> [Task statement] Find each line below that includes "impl", then copy it.

[Collected data]
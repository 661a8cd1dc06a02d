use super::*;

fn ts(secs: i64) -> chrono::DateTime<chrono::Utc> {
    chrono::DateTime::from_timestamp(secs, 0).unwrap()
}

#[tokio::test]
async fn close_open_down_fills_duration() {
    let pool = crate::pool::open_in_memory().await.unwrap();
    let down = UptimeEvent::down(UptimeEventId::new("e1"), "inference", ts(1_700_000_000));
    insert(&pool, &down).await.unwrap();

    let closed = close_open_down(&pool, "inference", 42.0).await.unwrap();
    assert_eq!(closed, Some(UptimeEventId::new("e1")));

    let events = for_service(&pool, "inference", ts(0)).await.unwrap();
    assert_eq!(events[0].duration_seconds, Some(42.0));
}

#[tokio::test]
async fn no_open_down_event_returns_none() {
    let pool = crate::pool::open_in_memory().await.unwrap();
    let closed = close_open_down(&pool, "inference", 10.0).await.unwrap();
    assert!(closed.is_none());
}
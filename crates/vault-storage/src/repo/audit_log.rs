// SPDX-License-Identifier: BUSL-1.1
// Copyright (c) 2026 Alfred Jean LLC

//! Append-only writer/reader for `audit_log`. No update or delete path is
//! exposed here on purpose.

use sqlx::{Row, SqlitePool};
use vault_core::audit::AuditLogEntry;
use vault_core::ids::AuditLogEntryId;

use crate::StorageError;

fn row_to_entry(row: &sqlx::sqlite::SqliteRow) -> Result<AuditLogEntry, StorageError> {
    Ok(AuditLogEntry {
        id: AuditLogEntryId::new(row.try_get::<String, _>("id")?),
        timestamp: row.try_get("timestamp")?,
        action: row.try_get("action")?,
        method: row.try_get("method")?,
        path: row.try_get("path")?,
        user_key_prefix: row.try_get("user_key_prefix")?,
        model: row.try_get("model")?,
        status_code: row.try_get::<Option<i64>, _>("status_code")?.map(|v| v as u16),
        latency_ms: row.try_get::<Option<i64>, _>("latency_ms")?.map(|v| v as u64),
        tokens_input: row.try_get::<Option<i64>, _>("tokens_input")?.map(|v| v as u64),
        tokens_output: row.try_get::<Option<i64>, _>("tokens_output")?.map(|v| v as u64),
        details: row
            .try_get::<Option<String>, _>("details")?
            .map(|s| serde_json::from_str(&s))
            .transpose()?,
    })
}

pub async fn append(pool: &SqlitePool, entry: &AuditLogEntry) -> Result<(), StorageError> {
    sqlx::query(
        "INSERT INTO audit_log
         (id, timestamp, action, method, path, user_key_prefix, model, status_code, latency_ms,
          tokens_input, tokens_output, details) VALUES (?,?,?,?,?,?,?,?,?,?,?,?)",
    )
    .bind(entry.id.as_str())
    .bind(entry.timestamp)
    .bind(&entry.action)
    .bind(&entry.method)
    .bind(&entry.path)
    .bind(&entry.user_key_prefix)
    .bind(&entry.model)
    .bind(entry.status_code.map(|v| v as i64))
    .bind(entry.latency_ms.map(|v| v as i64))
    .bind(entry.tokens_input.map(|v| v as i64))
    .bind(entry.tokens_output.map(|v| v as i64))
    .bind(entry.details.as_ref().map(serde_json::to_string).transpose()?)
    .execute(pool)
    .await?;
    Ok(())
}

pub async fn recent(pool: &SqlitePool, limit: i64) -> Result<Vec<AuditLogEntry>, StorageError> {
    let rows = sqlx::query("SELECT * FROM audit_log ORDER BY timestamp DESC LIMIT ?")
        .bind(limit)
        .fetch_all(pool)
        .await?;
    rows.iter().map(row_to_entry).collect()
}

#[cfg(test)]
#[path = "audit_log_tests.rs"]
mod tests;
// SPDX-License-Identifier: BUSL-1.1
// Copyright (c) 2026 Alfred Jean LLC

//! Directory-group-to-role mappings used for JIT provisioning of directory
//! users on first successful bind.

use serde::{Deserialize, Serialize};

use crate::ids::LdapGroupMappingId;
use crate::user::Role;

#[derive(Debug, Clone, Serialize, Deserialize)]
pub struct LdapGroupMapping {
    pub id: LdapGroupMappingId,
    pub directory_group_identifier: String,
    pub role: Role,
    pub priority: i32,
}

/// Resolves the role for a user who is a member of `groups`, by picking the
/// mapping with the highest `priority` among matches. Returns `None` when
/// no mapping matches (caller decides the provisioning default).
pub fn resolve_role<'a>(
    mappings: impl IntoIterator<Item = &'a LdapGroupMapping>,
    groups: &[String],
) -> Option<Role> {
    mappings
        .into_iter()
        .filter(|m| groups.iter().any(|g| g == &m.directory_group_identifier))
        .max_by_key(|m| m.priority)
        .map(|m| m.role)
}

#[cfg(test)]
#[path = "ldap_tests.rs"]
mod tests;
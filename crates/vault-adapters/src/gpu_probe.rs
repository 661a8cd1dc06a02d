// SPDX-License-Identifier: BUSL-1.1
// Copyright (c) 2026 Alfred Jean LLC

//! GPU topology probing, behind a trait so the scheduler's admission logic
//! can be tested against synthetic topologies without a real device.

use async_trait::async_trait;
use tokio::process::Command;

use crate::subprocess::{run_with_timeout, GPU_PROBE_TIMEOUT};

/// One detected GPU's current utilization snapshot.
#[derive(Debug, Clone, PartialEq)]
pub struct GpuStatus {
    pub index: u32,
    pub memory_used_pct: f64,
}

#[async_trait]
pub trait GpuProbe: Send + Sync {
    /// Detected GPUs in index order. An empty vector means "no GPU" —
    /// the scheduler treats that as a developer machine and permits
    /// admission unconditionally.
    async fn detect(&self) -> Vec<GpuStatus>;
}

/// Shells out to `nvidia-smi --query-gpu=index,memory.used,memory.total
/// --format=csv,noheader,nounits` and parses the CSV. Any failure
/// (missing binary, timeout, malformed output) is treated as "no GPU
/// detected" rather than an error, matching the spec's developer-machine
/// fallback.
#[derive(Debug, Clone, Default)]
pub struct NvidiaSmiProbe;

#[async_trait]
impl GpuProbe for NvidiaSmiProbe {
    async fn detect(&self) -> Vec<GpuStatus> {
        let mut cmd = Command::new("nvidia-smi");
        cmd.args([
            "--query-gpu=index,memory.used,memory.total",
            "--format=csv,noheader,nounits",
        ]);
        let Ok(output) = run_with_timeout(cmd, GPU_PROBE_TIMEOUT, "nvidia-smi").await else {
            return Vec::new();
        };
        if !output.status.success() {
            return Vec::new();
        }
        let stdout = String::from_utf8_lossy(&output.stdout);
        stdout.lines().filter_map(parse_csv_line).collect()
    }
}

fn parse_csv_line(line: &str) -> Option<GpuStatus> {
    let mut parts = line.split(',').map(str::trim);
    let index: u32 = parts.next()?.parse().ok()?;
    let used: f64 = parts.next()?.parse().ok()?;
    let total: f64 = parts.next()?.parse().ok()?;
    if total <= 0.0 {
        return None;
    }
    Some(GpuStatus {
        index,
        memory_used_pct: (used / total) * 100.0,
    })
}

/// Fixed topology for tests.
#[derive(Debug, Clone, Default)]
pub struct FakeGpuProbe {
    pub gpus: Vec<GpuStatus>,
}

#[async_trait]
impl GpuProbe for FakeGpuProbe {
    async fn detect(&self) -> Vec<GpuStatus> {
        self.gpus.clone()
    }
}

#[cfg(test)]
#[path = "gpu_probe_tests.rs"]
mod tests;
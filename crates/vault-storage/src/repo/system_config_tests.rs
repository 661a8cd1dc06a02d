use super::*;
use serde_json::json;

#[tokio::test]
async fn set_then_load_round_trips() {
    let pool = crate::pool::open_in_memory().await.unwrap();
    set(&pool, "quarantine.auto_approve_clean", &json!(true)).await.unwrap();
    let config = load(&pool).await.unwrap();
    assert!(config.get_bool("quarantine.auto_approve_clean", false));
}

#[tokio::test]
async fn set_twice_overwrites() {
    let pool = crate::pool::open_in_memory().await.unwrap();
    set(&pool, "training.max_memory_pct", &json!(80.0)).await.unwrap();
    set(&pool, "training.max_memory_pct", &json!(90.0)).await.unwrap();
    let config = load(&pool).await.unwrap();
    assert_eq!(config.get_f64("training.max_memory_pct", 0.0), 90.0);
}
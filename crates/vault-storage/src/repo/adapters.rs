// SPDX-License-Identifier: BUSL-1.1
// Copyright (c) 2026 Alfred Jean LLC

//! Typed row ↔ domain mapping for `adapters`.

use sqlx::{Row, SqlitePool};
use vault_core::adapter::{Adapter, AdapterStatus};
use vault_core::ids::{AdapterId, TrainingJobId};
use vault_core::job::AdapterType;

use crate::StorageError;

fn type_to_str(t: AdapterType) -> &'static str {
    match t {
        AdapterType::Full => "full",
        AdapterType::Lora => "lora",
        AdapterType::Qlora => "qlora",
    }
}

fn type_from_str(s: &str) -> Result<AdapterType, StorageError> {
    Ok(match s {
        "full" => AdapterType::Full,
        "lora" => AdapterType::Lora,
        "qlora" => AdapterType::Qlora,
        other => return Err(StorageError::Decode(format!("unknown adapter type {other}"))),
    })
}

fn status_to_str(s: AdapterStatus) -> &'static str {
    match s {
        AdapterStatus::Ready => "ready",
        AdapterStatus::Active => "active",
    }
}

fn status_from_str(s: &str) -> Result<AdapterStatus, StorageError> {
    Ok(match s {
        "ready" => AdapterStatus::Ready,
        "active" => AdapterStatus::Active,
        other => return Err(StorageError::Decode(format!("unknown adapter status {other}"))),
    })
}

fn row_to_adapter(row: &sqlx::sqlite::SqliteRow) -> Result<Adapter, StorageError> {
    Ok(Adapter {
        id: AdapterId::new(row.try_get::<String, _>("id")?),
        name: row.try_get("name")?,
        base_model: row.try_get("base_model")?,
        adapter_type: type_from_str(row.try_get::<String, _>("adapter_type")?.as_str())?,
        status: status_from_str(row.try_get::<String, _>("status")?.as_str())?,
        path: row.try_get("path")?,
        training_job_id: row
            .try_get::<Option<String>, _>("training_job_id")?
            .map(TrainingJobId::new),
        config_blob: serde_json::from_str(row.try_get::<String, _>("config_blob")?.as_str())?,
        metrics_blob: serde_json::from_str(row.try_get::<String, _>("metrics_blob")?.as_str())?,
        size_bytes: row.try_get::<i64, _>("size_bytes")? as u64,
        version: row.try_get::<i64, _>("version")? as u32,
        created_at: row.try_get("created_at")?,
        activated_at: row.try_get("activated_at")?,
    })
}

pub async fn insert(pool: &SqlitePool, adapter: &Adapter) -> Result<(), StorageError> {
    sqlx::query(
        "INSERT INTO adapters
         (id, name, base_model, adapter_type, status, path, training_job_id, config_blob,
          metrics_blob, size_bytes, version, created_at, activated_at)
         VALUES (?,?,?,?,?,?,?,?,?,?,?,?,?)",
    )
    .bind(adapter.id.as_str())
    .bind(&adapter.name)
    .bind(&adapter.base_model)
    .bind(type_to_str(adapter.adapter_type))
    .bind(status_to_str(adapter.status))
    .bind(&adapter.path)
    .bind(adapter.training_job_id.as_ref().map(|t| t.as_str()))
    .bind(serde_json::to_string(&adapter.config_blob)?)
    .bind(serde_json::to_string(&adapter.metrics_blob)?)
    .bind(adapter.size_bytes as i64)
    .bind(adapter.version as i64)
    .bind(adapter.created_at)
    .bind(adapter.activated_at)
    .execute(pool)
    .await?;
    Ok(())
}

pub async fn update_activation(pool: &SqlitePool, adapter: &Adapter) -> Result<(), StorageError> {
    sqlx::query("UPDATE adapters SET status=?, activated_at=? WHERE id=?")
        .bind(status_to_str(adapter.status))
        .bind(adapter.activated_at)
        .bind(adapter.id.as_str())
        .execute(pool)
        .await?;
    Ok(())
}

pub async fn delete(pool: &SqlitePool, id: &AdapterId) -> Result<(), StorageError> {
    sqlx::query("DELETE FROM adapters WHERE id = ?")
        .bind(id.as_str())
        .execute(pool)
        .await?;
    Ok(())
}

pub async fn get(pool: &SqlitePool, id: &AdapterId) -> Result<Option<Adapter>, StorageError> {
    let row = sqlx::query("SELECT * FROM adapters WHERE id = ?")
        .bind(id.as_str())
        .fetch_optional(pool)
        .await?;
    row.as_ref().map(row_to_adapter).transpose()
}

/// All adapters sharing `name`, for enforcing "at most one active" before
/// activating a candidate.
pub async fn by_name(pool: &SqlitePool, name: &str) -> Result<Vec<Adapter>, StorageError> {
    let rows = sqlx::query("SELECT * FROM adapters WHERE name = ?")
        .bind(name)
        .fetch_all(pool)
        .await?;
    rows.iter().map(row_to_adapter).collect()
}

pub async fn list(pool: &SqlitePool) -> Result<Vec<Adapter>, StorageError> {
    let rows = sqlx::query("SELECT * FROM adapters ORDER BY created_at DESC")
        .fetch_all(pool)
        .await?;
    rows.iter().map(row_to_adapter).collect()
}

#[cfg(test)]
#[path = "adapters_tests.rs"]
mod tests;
...
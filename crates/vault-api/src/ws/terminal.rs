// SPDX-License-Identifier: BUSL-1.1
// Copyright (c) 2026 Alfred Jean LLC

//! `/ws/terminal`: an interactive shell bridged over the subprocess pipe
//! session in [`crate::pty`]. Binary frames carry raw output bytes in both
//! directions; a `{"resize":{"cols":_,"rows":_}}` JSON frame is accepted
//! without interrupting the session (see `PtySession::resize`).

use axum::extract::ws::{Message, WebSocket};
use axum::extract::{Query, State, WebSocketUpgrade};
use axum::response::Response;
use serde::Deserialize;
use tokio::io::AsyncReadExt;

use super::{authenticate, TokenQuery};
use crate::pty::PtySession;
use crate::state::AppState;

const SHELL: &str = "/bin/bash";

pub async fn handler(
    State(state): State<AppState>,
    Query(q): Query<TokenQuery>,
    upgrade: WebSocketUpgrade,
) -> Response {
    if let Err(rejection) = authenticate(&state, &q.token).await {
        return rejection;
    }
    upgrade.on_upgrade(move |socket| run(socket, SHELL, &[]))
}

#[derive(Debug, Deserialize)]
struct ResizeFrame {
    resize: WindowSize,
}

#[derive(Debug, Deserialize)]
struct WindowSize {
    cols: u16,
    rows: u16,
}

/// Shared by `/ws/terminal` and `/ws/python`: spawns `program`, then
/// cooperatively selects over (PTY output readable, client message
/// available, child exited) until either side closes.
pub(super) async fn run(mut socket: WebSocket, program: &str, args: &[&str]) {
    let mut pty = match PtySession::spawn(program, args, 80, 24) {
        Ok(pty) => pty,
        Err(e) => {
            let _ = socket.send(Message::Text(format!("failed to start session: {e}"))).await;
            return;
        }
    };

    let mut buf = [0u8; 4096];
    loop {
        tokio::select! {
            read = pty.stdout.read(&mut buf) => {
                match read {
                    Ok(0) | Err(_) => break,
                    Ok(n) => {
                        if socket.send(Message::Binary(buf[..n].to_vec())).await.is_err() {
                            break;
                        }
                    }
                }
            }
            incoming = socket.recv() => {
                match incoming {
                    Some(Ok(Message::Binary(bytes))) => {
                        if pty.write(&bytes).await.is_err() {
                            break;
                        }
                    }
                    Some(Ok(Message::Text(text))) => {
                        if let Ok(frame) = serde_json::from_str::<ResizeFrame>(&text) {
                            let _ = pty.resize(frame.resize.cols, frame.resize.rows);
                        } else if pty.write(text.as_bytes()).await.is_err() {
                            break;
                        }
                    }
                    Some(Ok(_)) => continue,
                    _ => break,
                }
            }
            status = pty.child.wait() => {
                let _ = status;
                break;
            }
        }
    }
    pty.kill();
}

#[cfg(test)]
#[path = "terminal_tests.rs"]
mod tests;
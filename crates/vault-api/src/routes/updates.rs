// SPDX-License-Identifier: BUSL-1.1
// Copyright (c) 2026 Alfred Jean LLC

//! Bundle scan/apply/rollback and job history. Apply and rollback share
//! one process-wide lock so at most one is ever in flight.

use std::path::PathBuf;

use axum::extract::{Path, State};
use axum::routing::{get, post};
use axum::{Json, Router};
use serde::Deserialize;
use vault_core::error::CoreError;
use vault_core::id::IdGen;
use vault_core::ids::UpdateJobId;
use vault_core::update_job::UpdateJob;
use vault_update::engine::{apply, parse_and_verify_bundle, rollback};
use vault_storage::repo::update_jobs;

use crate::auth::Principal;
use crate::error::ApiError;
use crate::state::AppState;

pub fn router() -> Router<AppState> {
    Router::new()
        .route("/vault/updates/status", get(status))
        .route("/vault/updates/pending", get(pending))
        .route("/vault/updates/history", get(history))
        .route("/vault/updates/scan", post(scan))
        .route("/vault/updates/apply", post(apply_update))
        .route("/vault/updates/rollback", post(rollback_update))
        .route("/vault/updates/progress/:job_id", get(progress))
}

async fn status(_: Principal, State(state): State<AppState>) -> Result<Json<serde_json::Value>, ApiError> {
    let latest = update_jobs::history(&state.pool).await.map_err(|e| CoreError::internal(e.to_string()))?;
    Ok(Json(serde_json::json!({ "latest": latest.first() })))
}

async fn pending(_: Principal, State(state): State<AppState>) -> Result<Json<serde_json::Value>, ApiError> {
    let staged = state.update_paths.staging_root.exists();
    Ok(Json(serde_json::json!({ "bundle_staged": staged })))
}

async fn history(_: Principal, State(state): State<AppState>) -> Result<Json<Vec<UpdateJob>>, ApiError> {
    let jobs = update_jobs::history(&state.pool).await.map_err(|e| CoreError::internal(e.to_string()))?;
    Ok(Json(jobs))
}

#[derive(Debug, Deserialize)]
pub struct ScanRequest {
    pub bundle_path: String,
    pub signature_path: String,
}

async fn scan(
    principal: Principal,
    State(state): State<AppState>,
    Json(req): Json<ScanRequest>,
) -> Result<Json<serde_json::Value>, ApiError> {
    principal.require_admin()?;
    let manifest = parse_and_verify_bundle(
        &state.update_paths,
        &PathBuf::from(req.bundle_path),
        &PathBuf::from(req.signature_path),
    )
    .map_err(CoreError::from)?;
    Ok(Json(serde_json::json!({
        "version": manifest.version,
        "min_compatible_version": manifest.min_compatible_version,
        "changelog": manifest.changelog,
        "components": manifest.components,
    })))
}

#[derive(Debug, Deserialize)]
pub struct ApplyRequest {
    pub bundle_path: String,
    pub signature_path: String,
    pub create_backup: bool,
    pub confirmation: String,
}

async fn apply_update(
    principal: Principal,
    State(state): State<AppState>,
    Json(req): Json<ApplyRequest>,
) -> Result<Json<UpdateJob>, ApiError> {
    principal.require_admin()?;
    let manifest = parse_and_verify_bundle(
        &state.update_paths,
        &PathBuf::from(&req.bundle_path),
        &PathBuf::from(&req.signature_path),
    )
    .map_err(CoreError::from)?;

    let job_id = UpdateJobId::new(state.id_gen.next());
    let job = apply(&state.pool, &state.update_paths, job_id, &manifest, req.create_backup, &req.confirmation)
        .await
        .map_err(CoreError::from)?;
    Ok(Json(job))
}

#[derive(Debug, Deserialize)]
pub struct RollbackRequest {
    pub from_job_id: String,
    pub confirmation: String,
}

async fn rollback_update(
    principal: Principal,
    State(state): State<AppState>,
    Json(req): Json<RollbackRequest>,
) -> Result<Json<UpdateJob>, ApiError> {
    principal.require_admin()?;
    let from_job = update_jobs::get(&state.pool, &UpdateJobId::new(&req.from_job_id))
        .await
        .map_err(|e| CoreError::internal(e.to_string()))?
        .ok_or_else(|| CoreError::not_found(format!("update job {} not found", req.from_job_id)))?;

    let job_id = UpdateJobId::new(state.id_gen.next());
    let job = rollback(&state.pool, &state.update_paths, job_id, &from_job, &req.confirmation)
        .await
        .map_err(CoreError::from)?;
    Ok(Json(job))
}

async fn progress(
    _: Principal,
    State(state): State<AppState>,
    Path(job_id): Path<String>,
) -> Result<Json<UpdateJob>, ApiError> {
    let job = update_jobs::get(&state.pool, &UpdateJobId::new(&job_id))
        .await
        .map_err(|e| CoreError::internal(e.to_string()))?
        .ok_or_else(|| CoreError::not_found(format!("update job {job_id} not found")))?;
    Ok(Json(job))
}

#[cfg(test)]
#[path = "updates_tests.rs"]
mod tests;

> [Exercise result]
    mappings: impl IntoIterator<Item = &'a LdapGroupMapping>,
impl GpuProbe for NvidiaSmiProbe {
impl GpuProbe for FakeGpuProbe {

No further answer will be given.